PROMPT: The job is to output each record again, character for character.

SUPPLIED MATERIAL:
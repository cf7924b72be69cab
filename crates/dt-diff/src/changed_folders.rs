//! Upward change propagation: which folders contain a changed file.

use std::collections::BTreeSet;

use dt_types::TreeNode;
use serde::{Deserialize, Serialize};

use crate::status_map::StatusMap;

/// Folder paths with at least one changed descendant, at any depth.
#[derive(Clone, Debug, Default, PartialEq, Eq, Serialize, Deserialize)]
#[serde(transparent)]
pub struct ChangedFolderSet {
    paths: BTreeSet<String>,
}

impl ChangedFolderSet {
    pub fn new() -> Self {
        Self::default()
    }

    pub fn contains(&self, path: &str) -> bool {
        self.paths.contains(path)
    }

    pub fn len(&self) -> usize {
        self.paths.len()
    }

    pub fn is_empty(&self) -> bool {
        self.paths.is_empty()
    }

    /// Folder paths in sorted order.
    pub fn iter(&self) -> impl Iterator<Item = &str> {
        self.paths.iter().map(String::as_str)
    }
}

impl<S: Into<String>> FromIterator<S> for ChangedFolderSet {
    fn from_iter<I: IntoIterator<Item = S>>(iter: I) -> Self {
        Self {
            paths: iter.into_iter().map(Into::into).collect(),
        }
    }
}

/// Collect every folder in `tree` that has a changed file beneath it.
///
/// A file is changed when its path is a key of `status_map`. A folder's own
/// entry in the map (if any) does not mark it or its parents as changed; only
/// files propagate. This differs from decorators that treat a folder-level
/// entry, such as a submodule git reports as modified, as a change of its
/// parents: here that folder only receives its own badge through
/// [`TreeStatus::decoration`](crate::TreeStatus::decoration). Each node is
/// visited once.
pub fn compute_changed_folders(tree: &[TreeNode], status_map: &StatusMap) -> ChangedFolderSet {
    let mut out = ChangedFolderSet::new();
    if status_map.is_empty() {
        return out;
    }
    for node in tree {
        visit(node, status_map, &mut out.paths);
    }
    out
}

/// Returns whether `node`'s subtree contains a changed file.
fn visit(node: &TreeNode, status_map: &StatusMap, out: &mut BTreeSet<String>) -> bool {
    match node {
        TreeNode::File { path, .. } => status_map.contains(path),
        TreeNode::Folder { path, children, .. } => {
            let mut changed = false;
            // Every child must be visited so nested folders are recorded too.
            for child in children {
                changed |= visit(child, status_map, out);
            }
            if changed {
                out.insert(path.clone());
            }
            changed
        }
    }
}
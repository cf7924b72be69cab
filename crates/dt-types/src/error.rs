use thiserror::Error;

/// Errors produced by type operations.
#[derive(Debug, Error, PartialEq, Eq)]
pub enum TypeError {
    #[error("unknown change status: {0:?}")]
    UnknownStatus(String),
}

EXERCISE ANSWER:
repository cf7924b72be69cab
filename crates/dt-diff/src/changed_folders.rs
//! Upward change propagation: which folders contain a changed file.

use std::collections::BTreeSet;

use dt_types::TreeNode;
use serde::{Deserialize, Serialize};

use crate::status_map::StatusMap;

/// Folder paths with at least one changed descendant, at any depth.
#[derive(Clone, Debug, Default, PartialEq, Eq, Serialize, Deserialize)]
#[serde(transparent)]
pub struct ChangedFolderSet {
    paths: BTreeSet<String>,
}

impl ChangedFolderSet {
    pub fn new() -> Self {
        Self::default()
    }

    pub fn contains(&self, path: &str) -> bool {
        self.paths.contains(path)
    }

    pub fn len(&self) -> usize {
        self.paths.len()
    }

    pub fn is_empty(&self) -> bool {
        self.paths.is_empty()
    }

    /// Folder paths in sorted order.
    pub fn iter(&self) -> impl Iterator<Item = &str> {
        self.paths.iter().map(String::as_str)
    }
}

impl<S: Into<String>> FromIterator<S> for ChangedFolderSet {
    fn from_iter<I: IntoIterator<Item = S>>(iter: I) -> Self {
        Self {
            paths: iter.into_iter().map(Into::into).collect(),
        }
    }
}

/// Collect every folder in `tree` that has a changed file beneath it.
///
/// A file is changed when its path is a key of `status_map`. A folder's own
/// entry in the map (if any) does not mark it or its parents as changed; only
/// files propagate. This differs from decorators that treat a folder-level
/// entry, such as a submodule git reports as modified, as a change of its
/// parents: here that folder only receives its own badge through
/// [`TreeStatus::decoration`](crate::TreeStatus::decoration). Each node is
/// visited once.
pub fn compute_changed_folders(tree: &[TreeNode], status_map: &StatusMap) -> ChangedFolderSet {
    let mut out = ChangedFolderSet::new();
    if status_map.is_empty() {
        return out;
    }
    for node in tree {
        visit(node, status_map, &mut out.paths);
    }
    out
}

/// Returns whether `node`'s subtree contains a changed file.
fn visit(node: &TreeNode, status_map: &StatusMap, out: &mut BTreeSet<String>) -> bool {
    match node {
        TreeNode::File { path, .. } => status_map.contains(path),
        TreeNode::Folder { path, children, .. } => {
            let mut changed = false;
            // Every child must be visited so nested folders are recorded too.
            for child in children {
                changed |= visit(child, status_map, out);
            }
            if changed {
                out.insert(path.clone());
            }
            changed
        }
    }
}
repository cf7924b72be69cab
filename crates/dt-types/src/error.rs
use thiserror::Error;

/// Errors produced by type operations.
#[derive(Debug, Error, PartialEq, Eq)]
pub enum TypeError {
    #[error("unknown change status: {0:?}")]
    UnknownStatus(String),
}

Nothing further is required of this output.